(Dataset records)

+--

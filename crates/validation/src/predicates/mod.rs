//! Per-document and per-line business rules.
//!
//! Every predicate reports through the shared [`Reporter`] and returns
//! nothing; groups never short-circuit each other.

pub mod debit_credit;
pub mod fields;
pub mod payments;
pub mod references;
pub mod shipment;
pub mod tax;
pub mod temporal;

use std::collections::{HashMap, HashSet};

use chrono::NaiveDate;

use saftpt_core::{DocumentNumber, TaxType};
use saftpt_documents::{AuditFile, Header, SourceDocument, TaxTableEntry};

use crate::reporter::Reporter;
use crate::rules::Rule;

/// Lookups shared by the predicates of one validation pass.
pub struct RuleContext<'a> {
    pub reporter: &'a Reporter<'a>,
    pub header: &'a Header,
    customers: HashSet<&'a str>,
    suppliers: HashSet<&'a str>,
    products: HashSet<&'a str>,
    tax_table: HashMap<(TaxType, &'a str, &'a str), &'a TaxTableEntry>,
    /// Every document number in the file (normalized) with its date.
    documents: HashMap<String, Option<NaiveDate>>,
}

impl<'a> RuleContext<'a> {
    pub fn new(audit: &'a AuditFile, reporter: &'a Reporter<'a>) -> Self {
        let master = &audit.master_files;
        let mut tax_table = HashMap::new();
        for entry in &master.tax_table {
            tax_table
                .entry((entry.tax_type, entry.tax_country_region.as_str(), entry.tax_code.as_str()))
                .or_insert(entry);
        }

        let mut ctx = Self {
            reporter,
            header: &audit.header,
            customers: master.customers.iter().map(|c| c.customer_id.as_str()).collect(),
            suppliers: master.suppliers.iter().map(|s| s.supplier_id.as_str()).collect(),
            products: master.products.iter().map(|p| p.product_code.as_str()).collect(),
            tax_table,
            documents: HashMap::new(),
        };

        let sources = &audit.source_documents;
        if let Some(t) = &sources.sales_invoices {
            ctx.register_documents(&t.invoices);
        }
        if let Some(t) = &sources.movement_of_goods {
            ctx.register_documents(&t.stock_movements);
        }
        if let Some(t) = &sources.working_documents {
            ctx.register_documents(&t.work_documents);
        }
        if let Some(t) = &sources.payments {
            ctx.register_documents(&t.payments);
        }
        ctx
    }

    fn register_documents<D: SourceDocument>(&mut self, docs: &[D]) {
        for doc in docs {
            self.documents
                .entry(normalize(doc.document_number()))
                .or_insert_with(|| doc.date().get());
        }
    }

    pub fn report(&self, rule: Rule, document: &str, args: &[&dyn core::fmt::Display]) {
        self.reporter.report(rule, Some(document), args);
    }

    pub fn has_customer(&self, id: &str) -> bool {
        self.customers.contains(id)
    }

    pub fn has_supplier(&self, id: &str) -> bool {
        self.suppliers.contains(id)
    }

    pub fn has_product(&self, code: &str) -> bool {
        self.products.contains(code)
    }

    pub fn tax_entry(
        &self,
        tax_type: TaxType,
        region: &str,
        code: &str,
    ) -> Option<&'a TaxTableEntry> {
        self.tax_table.get(&(tax_type, region, code)).copied()
    }

    /// `None` when no document with that number is in the file; `Some(None)`
    /// when it is there without a usable date.
    pub fn document_date(&self, number: &str) -> Option<Option<NaiveDate>> {
        self.documents.get(&normalize(number)).copied()
    }
}

/// References are compared on the parsed number so `FT A/007` and `FT A/7`
/// name the same document.
fn normalize(number: &str) -> String {
    match number.parse::<DocumentNumber>() {
        Ok(n) => n.to_string(),
        Err(_) => number.trim().to_string(),
    }
}

#[cfg(test)]
pub(crate) mod testing {
    //! Fixtures shared by the predicate tests.

    use chrono::{NaiveDate, NaiveDateTime};
    use rust_decimal_macros::dec;
    use saftpt_core::{ErrorRegister, TaxType};
    use saftpt_documents::{
        Address, AuditFile, Customer, Header, MasterFiles, Product, Supplier, Tax, TaxTableEntry,
    };

    use super::RuleContext;
    use crate::config::ValidationConfig;
    use crate::reporter::Reporter;
    use crate::rules::BuiltinCatalog;

    pub fn day(d: u32) -> NaiveDate {
        NaiveDate::from_ymd_opt(2024, 6, d).unwrap()
    }

    pub fn at(d: u32, h: u32) -> NaiveDateTime {
        day(d).and_hms_opt(h, 0, 0).unwrap()
    }

    pub fn iva() -> Tax {
        Tax::percentage(TaxType::Iva, "PT", "NOR", dec!(23))
    }

    pub fn address() -> Address {
        Address::new("Rua do Ouro 1", "Lisboa", "1100-060", "PT")
    }

    pub fn audit() -> AuditFile {
        AuditFile::new(Header::new("Empresa", "500000000", day(1), day(30))).with_master_files(
            MasterFiles {
                customers: vec![Customer::new("C1", "123456789", "Cliente")],
                suppliers: vec![Supplier::new("S1", "987654321", "Fornecedor")],
                products: vec![Product::new("P1", "Produto"), Product::new("P2", "Outro")],
                tax_table: vec![
                    TaxTableEntry::percentage(TaxType::Iva, "PT", "NOR", dec!(23)),
                    TaxTableEntry::percentage(TaxType::Iva, "PT", "ISE", dec!(0)),
                ],
            },
        )
    }

    /// Runs `f` against a context over `audit` and returns the finding codes.
    pub fn findings<F>(audit: &AuditFile, config: ValidationConfig, f: F) -> Vec<String>
    where
        F: FnOnce(&RuleContext<'_>),
    {
        let register = ErrorRegister::new();
        {
            let reporter = Reporter::new(&register, &BuiltinCatalog, config);
            let ctx = RuleContext::new(audit, &reporter);
            f(&ctx);
        }
        let mut codes: Vec<String> = register
            .validation_errors()
            .into_iter()
            .map(|e| e.code)
            .collect();
        codes.extend(register.warnings().into_iter().map(|w| format!("warning: {w}")));
        codes
    }
}

#[cfg(test)]
mod tests {
    use super::testing::*;
    use super::*;
    use crate::config::ValidationConfig;
    use saftpt_core::InvoiceType;
    use saftpt_documents::{Invoice, SalesInvoices};

    #[test]
    fn document_numbers_are_looked_up_normalized() {
        let audit = audit().with_sales_invoices(SalesInvoices::new(vec![Invoice::new(
            "FT A/7",
            InvoiceType::Invoice,
            day(3),
            at(3, 9),
            "C1",
        )]));
        findings(&audit, ValidationConfig::default(), |ctx| {
            assert_eq!(ctx.document_date("FT A/007"), Some(Some(day(3))));
            assert_eq!(ctx.document_date("FT A/8"), None);
            assert!(ctx.has_customer("C1"));
            assert!(!ctx.has_supplier("C1"));
            assert!(ctx.tax_entry(TaxType::Iva, "PT", "NOR").is_some());
            assert!(ctx.tax_entry(TaxType::Iva, "PT-AC", "NOR").is_none());
        });
    }
}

+--

Give the number of lines in the data that contain the word "products", and add no other text.

**RESPONSE BOX**: 4